**EXERCISE DIRECTIONS**
Give the data again exactly as it appears.

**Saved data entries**
= = = = =

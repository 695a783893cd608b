use std::time::Duration;

/// `DatagramReceivedOk` flag: the receiver will answer with its own datagram.
pub const REPLY_PENDING: u8 = 0x80;
/// Low nibble of the ack flags: reply expected within `2^N` seconds.
pub const REPLY_TIMEOUT_MASK: u8 = 0x0F;

/// Rejection reason codes carried by `DatagramRejected`.
pub mod reject {
    pub const PERMANENT_ERROR: u16 = 0x1000;
    pub const SOURCE_NOT_PERMITTED: u16 = 0x1020;
    pub const NOT_IMPLEMENTED: u16 = 0x1040;
    pub const SUBCOMMAND_UNKNOWN: u16 = 0x1041;
    pub const DATAGRAM_TYPE_UNKNOWN: u16 = 0x1042;
    pub const INVALID_ARGUMENTS: u16 = 0x1080;
    pub const RESEND_OK: u16 = 0x2000;
    pub const TIMEOUT: u16 = 0x2010;
    pub const BUFFER_UNAVAILABLE: u16 = 0x2020;
    pub const OUT_OF_ORDER: u16 = 0x2040;
    pub const TRANSFER_ERROR: u16 = 0x2080;
}

/// True when the sender may resend the same datagram later.
pub const fn is_temporary(code: u16) -> bool {
    code & reject::RESEND_OK != 0
}

pub const fn is_permanent(code: u16) -> bool {
    code & reject::PERMANENT_ERROR != 0
}

pub fn describe(code: u16) -> &'static str {
    match code {
        reject::PERMANENT_ERROR => "permanent error",
        reject::SOURCE_NOT_PERMITTED => "source not permitted",
        reject::NOT_IMPLEMENTED => "not implemented",
        reject::SUBCOMMAND_UNKNOWN => "subcommand unknown",
        reject::DATAGRAM_TYPE_UNKNOWN => "datagram type unknown",
        reject::INVALID_ARGUMENTS => "invalid arguments",
        reject::RESEND_OK => "resend ok",
        reject::TIMEOUT => "timeout",
        reject::BUFFER_UNAVAILABLE => "buffer unavailable",
        reject::OUT_OF_ORDER => "out of order",
        reject::TRANSFER_ERROR => "transfer error",
        _ if is_temporary(code) => "temporary error",
        _ if is_permanent(code) => "permanent error",
        _ => "unknown error",
    }
}

/// Positive acknowledgment of a sent datagram.
#[derive(Debug, Clone, Copy, PartialEq, Eq)]
pub struct DatagramAck {
    pub flags: u8,
}

impl DatagramAck {
    pub fn reply_pending(&self) -> bool {
        self.flags & REPLY_PENDING != 0
    }

    /// Reply window announced by the receiver, `None` when unspecified.
    pub fn reply_timeout(&self) -> Option<Duration> {
        match self.flags & REPLY_TIMEOUT_MASK {
            0 => None,
            exponent => Some(Duration::from_secs(1u64 << exponent)),
        }
    }
}

#[cfg(test)]
mod tests {
    use std::time::Duration;

    use super::{DatagramAck, describe, is_permanent, is_temporary, reject};

    #[test]
    fn classifies_codes() {
        assert!(is_temporary(reject::BUFFER_UNAVAILABLE));
        assert!(!is_permanent(reject::BUFFER_UNAVAILABLE));
        assert!(is_permanent(reject::SUBCOMMAND_UNKNOWN));
        assert!(!is_temporary(reject::SUBCOMMAND_UNKNOWN));
        assert_eq!(describe(0x1081), "permanent error");
        assert_eq!(describe(reject::OUT_OF_ORDER), "out of order");
    }

    #[test]
    fn ack_flags() {
        let ack = DatagramAck { flags: 0x83 };
        assert!(ack.reply_pending());
        assert_eq!(ack.reply_timeout(), Some(Duration::from_secs(8)));
        assert_eq!(DatagramAck { flags: 0 }.reply_timeout(), None);
    }
}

= = = = =

**RESPONSE**
repository 695a783893cd608b
use std::time::Duration;

/// `DatagramReceivedOk` flag: the receiver will answer with its own datagram.
pub const REPLY_PENDING: u8 = 0x80;
/// Low nibble of the ack flags: reply expected within `2^N` seconds.
pub const REPLY_TIMEOUT_MASK: u8 = 0x0F;

/// Rejection reason codes carried by `DatagramRejected`.
pub mod reject {
    pub const PERMANENT_ERROR: u16 = 0x1000;
    pub const SOURCE_NOT_PERMITTED: u16 = 0x1020;
    pub const NOT_IMPLEMENTED: u16 = 0x1040;
    pub const SUBCOMMAND_UNKNOWN: u16 = 0x1041;
    pub const DATAGRAM_TYPE_UNKNOWN: u16 = 0x1042;
    pub const INVALID_ARGUMENTS: u16 = 0x1080;
    pub const RESEND_OK: u16 = 0x2000;
    pub const TIMEOUT: u16 = 0x2010;
    pub const BUFFER_UNAVAILABLE: u16 = 0x2020;
    pub const OUT_OF_ORDER: u16 = 0x2040;
    pub const TRANSFER_ERROR: u16 = 0x2080;
}

/// True when the sender may resend the same datagram later.
pub const fn is_temporary(code: u16) -> bool {
    code & reject::RESEND_OK != 0
}

pub const fn is_permanent(code: u16) -> bool {
    code & reject::PERMANENT_ERROR != 0
}

pub fn describe(code: u16) -> &'static str {
    match code {
        reject::PERMANENT_ERROR => "permanent error",
        reject::SOURCE_NOT_PERMITTED => "source not permitted",
        reject::NOT_IMPLEMENTED => "not implemented",
        reject::SUBCOMMAND_UNKNOWN => "subcommand unknown",
        reject::DATAGRAM_TYPE_UNKNOWN => "datagram type unknown",
        reject::INVALID_ARGUMENTS => "invalid arguments",
        reject::RESEND_OK => "resend ok",
        reject::TIMEOUT => "timeout",
        reject::BUFFER_UNAVAILABLE => "buffer unavailable",
        reject::OUT_OF_ORDER => "out of order",
        reject::TRANSFER_ERROR => "transfer error",
        _ if is_temporary(code) => "temporary error",
        _ if is_permanent(code) => "permanent error",
        _ => "unknown error",
    }
}

/// Positive acknowledgment of a sent datagram.
#[derive(Debug, Clone, Copy, PartialEq, Eq)]
pub struct DatagramAck {
    pub flags: u8,
}

impl DatagramAck {
    pub fn reply_pending(&self) -> bool {
        self.flags & REPLY_PENDING != 0
    }

    /// Reply window announced by the receiver, `None` when unspecified.
    pub fn reply_timeout(&self) -> Option<Duration> {
        match self.flags & REPLY_TIMEOUT_MASK {
            0 => None,
            exponent => Some(Duration::from_secs(1u64 << exponent)),
        }
    }
}

#[cfg(test)]
mod tests {
    use std::time::Duration;

    use super::{DatagramAck, describe, is_permanent, is_temporary, reject};

    #[test]
    fn classifies_codes() {
        assert!(is_temporary(reject::BUFFER_UNAVAILABLE));
        assert!(!is_permanent(reject::BUFFER_UNAVAILABLE));
        assert!(is_permanent(reject::SUBCOMMAND_UNKNOWN));
        assert!(!is_temporary(reject::SUBCOMMAND_UNKNOWN));
        assert_eq!(describe(0x1081), "permanent error");
        assert_eq!(describe(reject::OUT_OF_ORDER), "out of order");
    }

    #[test]
    fn ack_flags() {
        let ack = DatagramAck { flags: 0x83 };
        assert!(ack.reply_pending());
        assert_eq!(ack.reply_timeout(), Some(Duration::from_secs(8)));
        assert_eq!(DatagramAck { flags: 0 }.reply_timeout(), None);
    }
}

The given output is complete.